Saturday mornings Tennant Street, Hanover Street and Castle Bridge heaved and bustled with housewives, peddlers, skollies, urchins, pimps and everybody else. Everybody bought everything on lay-bye and it was all written down in exercise books; Moodley, the Indian general dealer in Caledon Street, scribbled it on the back of brown paper-bags which he lost when he absent-mindedly used them as containers for sugarbeans or rice. Everyone also knew they would have to pay in the end, even those who owed Moodley, although when that end was, was extremely flexible and it could be next week or next year or next never.

Near Seven Steps Mr Angelo Baptiste owned a dark Italian shop from the ceiling of which hung strings of garlic. His shop also smelt of macaroni and olive oil. We would tease him in order to hear him swearing volubly in his native language.

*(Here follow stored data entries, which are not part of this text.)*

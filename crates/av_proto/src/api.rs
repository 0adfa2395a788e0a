//! Request/response types shared between the core and the web boundary.
//! These map directly to JSON bodies; no transport detail is mandated.

use chrono::{DateTime, Utc};
use serde::{Deserialize, Serialize};

use crate::package::HybridPackage;

/// Marketplace role. A closed enum — role checks are exhaustive matches,
/// never string comparisons.
#[derive(Debug, Clone, Copy, PartialEq, Eq, Serialize, Deserialize)]
#[serde(rename_all = "snake_case")]
pub enum Role {
    Seller,
    Buyer,
    Admin,
}

impl Role {
    /// Whether this role signs certificates or receives deliveries, and
    /// therefore needs an RSA keypair at registration.
    pub fn needs_keypair(&self) -> bool {
        matches!(self, Role::Seller | Role::Buyer)
    }
}

// ── Identity ─────────────────────────────────────────────────────────────────

#[derive(Debug, Serialize, Deserialize)]
pub struct RegisterRequest {
    pub handle: String,
    pub password: String,
    pub role: Role,
}

#[derive(Debug, Serialize, Deserialize)]
pub struct RegisterResponse {
    pub identity_id: String,
    pub role: Role,
    /// SPKI PEM, present iff the role needs a keypair. The private half
    /// never appears on any response.
    #[serde(skip_serializing_if = "Option::is_none")]
    pub public_key_pem: Option<String>,
    pub access_token: String,
}

#[derive(Debug, Serialize, Deserialize)]
pub struct LoginRequest {
    pub handle: String,
    pub password: String,
}

#[derive(Debug, Serialize, Deserialize)]
pub struct LoginResponse {
    pub identity_id: String,
    pub handle: String,
    pub role: Role,
    /// Opaque bearer credential.
    pub access_token: String,
}

// ── Assets & transfers ───────────────────────────────────────────────────────

#[derive(Debug, Serialize, Deserialize)]
pub struct StoredAssetResponse {
    pub asset_id: String,
    pub blob_ref: String,
    /// IV of the at-rest encryption, hex. Stored, not secret.
    pub iv: String,
}

/// The signed transfer document, as returned to both parties.
#[derive(Debug, Clone, Serialize, Deserialize)]
pub struct TransferReceipt {
    pub transfer_id: String,
    pub asset_id: String,
    pub seller_id: String,
    pub buyer_id: String,
    /// SHA-256 of the certificate text, hex.
    pub document_hash: String,
    /// RSA signature over the document hash, hex.
    pub signature: String,
    pub signed_at: DateTime<Utc>,
}

#[derive(Debug, Serialize, Deserialize)]
pub struct DownloadResponse {
    pub download_id: String,
    pub transfer_id: String,
    pub package: HybridPackage,
}

// ── Common ───────────────────────────────────────────────────────────────────

#[derive(Debug, Serialize, Deserialize)]
pub struct ErrorResponse {
    pub error: String,
    pub code: String,
}

#[cfg(test)]
mod tests {
    use super::*;

    #[test]
    fn role_serialises_snake_case() {
        assert_eq!(serde_json::to_string(&Role::Seller).unwrap(), "\"seller\"");
        let role: Role = serde_json::from_str("\"buyer\"").unwrap();
        assert_eq!(role, Role::Buyer);
    }

    #[test]
    fn keypair_capability_by_role() {
        assert!(Role::Seller.needs_keypair());
        assert!(Role::Buyer.needs_keypair());
        assert!(!Role::Admin.needs_keypair());
    }

    #[test]
    fn register_response_omits_absent_public_key() {
        let resp = RegisterResponse {
            identity_id: "id-1".into(),
            role: Role::Admin,
            public_key_pem: None,
            access_token: "tok".into(),
        };
        let json = serde_json::to_string(&resp).unwrap();
        assert!(!json.contains("public_key_pem"));
    }
}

On Saturday afternoons I went to Star Bioscope with Estelle, Manne and Broertjie to see that week’s exciting episode of ‘Zorro Rides Again’ in black and white. We could not stand in any queue to get in because the idea of queues had not yet reached District Six. So we pushed and tugged and sweated to slip through the narrow opening in the iron gates which would allow us into the foyer where we could purchase tickets. Estelle, who never feared anyone, simply climbed onto the nearest pair of shoulders at the back of the heaving mass and then crawled over heads. Once through the gates, we bought our tickets to sit on the hard seats downstairs, where ushers in soiled, prison-warder khaki, shouted loudly and forced us to share seats with whomever they shoved down beside us. If you raised any objections you were meanly clouted. (One sadistic usher took to riding up and down the aisle on a bicycle, lashing out with his belt at any unfortunate urchin who provoked his displeasure.)

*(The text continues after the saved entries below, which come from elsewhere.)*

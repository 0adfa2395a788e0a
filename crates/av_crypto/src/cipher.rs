//! Symmetric at-rest encryption — AES-256-CBC with PKCS#7 padding.
//!
//! Key size: 32 bytes. IV: 16 bytes, generated fresh from the OS RNG on
//! every encrypt call — never derived, never reused.
//!
//! CBC carries no authentication tag; tampering surfaces as an unpad
//! failure on decrypt, which is mapped to [`CryptoError::Decryption`].
//! A decrypt failure is always an error, never silently-returned garbage.

use aes::cipher::{block_padding::Pkcs7, BlockDecryptMut, BlockEncryptMut, KeyIvInit};
use rand::RngCore;
use zeroize::{ZeroizeOnDrop, Zeroizing};

use crate::error::CryptoError;

pub const KEY_LEN: usize = 32;
pub const IV_LEN: usize = 16;

type Aes256CbcEnc = cbc::Encryptor<aes::Aes256>;
type Aes256CbcDec = cbc::Decryptor<aes::Aes256>;

/// 32-byte AES key. Zeroized on drop.
#[derive(ZeroizeOnDrop)]
pub struct SymmetricKey([u8; KEY_LEN]);

impl SymmetricKey {
    /// Fresh random key from the OS RNG.
    pub fn generate() -> Self {
        let mut key = [0u8; KEY_LEN];
        rand::rngs::OsRng.fill_bytes(&mut key);
        Self(key)
    }

    /// Wrap externally supplied key bytes; anything but 32 bytes is rejected.
    pub fn from_bytes(bytes: &[u8]) -> Result<Self, CryptoError> {
        let arr: [u8; KEY_LEN] = bytes
            .try_into()
            .map_err(|_| CryptoError::InvalidKeyLength(bytes.len()))?;
        Ok(Self(arr))
    }

    /// Parse a hex-encoded key (64 hex chars), e.g. from configuration.
    pub fn from_hex(s: &str) -> Result<Self, CryptoError> {
        let bytes = hex::decode(s)?;
        Self::from_bytes(&bytes)
    }

    pub fn as_bytes(&self) -> &[u8; KEY_LEN] {
        &self.0
    }
}

/// Generate a fresh random 16-byte IV.
pub fn generate_iv() -> [u8; IV_LEN] {
    let mut iv = [0u8; IV_LEN];
    rand::rngs::OsRng.fill_bytes(&mut iv);
    iv
}

/// Encrypt a byte buffer. Returns (ciphertext, iv); the IV is unique to
/// this call and must be stored alongside the ciphertext.
pub fn encrypt(key: &SymmetricKey, plaintext: &[u8]) -> Result<(Vec<u8>, [u8; IV_LEN]), CryptoError> {
    let iv = generate_iv();
    let enc = Aes256CbcEnc::new_from_slices(key.as_bytes(), &iv)
        .map_err(|_| CryptoError::InvalidKeyLength(key.as_bytes().len()))?;
    let ciphertext = enc.encrypt_padded_vec_mut::<Pkcs7>(plaintext);
    Ok((ciphertext, iv))
}

/// Decrypt a byte buffer with the key and IV used at encrypt time.
///
/// Wrong key, wrong IV, or tampered ciphertext all produce
/// [`CryptoError::Decryption`].
pub fn decrypt(
    key: &SymmetricKey,
    ciphertext: &[u8],
    iv: &[u8],
) -> Result<Zeroizing<Vec<u8>>, CryptoError> {
    let dec =
        Aes256CbcDec::new_from_slices(key.as_bytes(), iv).map_err(|_| CryptoError::Decryption)?;
    let plaintext = dec
        .decrypt_padded_vec_mut::<Pkcs7>(ciphertext)
        .map_err(|_| CryptoError::Decryption)?;
    Ok(Zeroizing::new(plaintext))
}

/// Encrypt a text field for at-rest storage. Returns hex-encoded
/// (ciphertext, iv) suitable for string columns.
pub fn encrypt_text(key: &SymmetricKey, text: &str) -> Result<(String, String), CryptoError> {
    let (ct, iv) = encrypt(key, text.as_bytes())?;
    Ok((hex::encode(ct), hex::encode(iv)))
}

/// Decrypt a hex-encoded text field back to a string.
pub fn decrypt_text(key: &SymmetricKey, ct_hex: &str, iv_hex: &str) -> Result<String, CryptoError> {
    let ct = hex::decode(ct_hex)?;
    let iv = hex::decode(iv_hex)?;
    let plaintext = decrypt(key, &ct, &iv)?;
    String::from_utf8(plaintext.to_vec()).map_err(|_| CryptoError::Decryption)
}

When Estelle, resplendent in his cowboy shirt, three-quarter pants and high-heeled boots arrived late and stood in the lighted entrance, he would cup his hands to his mouth and blow a loud strident whistle which only he could blow. It rose above the packed and heaving auditorium to Manne, who sat in the farthermost corner tight between his girl and the one he was keeping for Estelle. Manne, heeding the whistle of his leader, would throw lighted matches into the air, regardless of anyone on whom it landed, like a ship sending up distress flares. And then Estelle would wade over seats and frightened urchins in a straight line to his minion and the girl reserved for him.

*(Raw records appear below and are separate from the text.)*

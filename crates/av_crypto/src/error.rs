use thiserror::Error;

#[derive(Debug, Error)]
pub enum CryptoError {
    #[error("Key generation failed: {0}")]
    KeyGeneration(String),

    #[error("Symmetric key must be 32 bytes, got {0}")]
    InvalidKeyLength(usize),

    #[error("Decryption failed (wrong key, wrong IV, or tampered ciphertext)")]
    Decryption,

    #[error("Hybrid envelope operation failed")]
    Envelope,

    #[error("Invalid key material: {0}")]
    InvalidKey(String),

    #[error("Password hashing failed: {0}")]
    PasswordHash(String),

    #[error("Hex decode error: {0}")]
    HexDecode(#[from] hex::FromHexError),

    #[error("Base64 decode error: {0}")]
    Base64Decode(#[from] base64::DecodeError),
}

We sat goggle-eyed in the thick, cigarette-smoke dark, watching Zorro carve out Z’s with his whip on the foreheads of those crooks stupid enough to challenge his dexterity with inferior weapons like six-guns. We munched our way through half-loaves of split-open brown bread that had whole pieces of fried fish placed in between. Estelle, who was a successful pickpocket, always paid for the refreshments. When they played the movie of Hamlet, Estelle whistled and shouted derisively that it was a lot of balls, and Alfie, who was in Junior Certificate at Trafalgar High and a budding critic, said the outjie spoke far too much and who ever saw a ghost that looked like that.

And in the evenings we would stand in hushed doorways and tell stories about the legendary figures of District Six, Zoot, Pretty-Boy and Mary, or show off about our prowess with the local girls, or just talk about the ways of white folks and how Cissie Gool was fighting for us and showing the white people a thing or two. And how wonderful it was to live in America and talk like Charles Starrett and sing like Gene Autry. The young men went to parties or bioscope, and the older men played dominoes and klawerjas on the stoeps, holding the huge boards between them on their laps, and when they banged down the dominoes or the cards, hordes of flies would spin up and then settle down again. The young girls waited for the men to fetch them, all coy, demure and made up in the latest fashions. The older housewives came out with their wooden benches and sat apart from the men on the stoep and gossiped the mild evening away.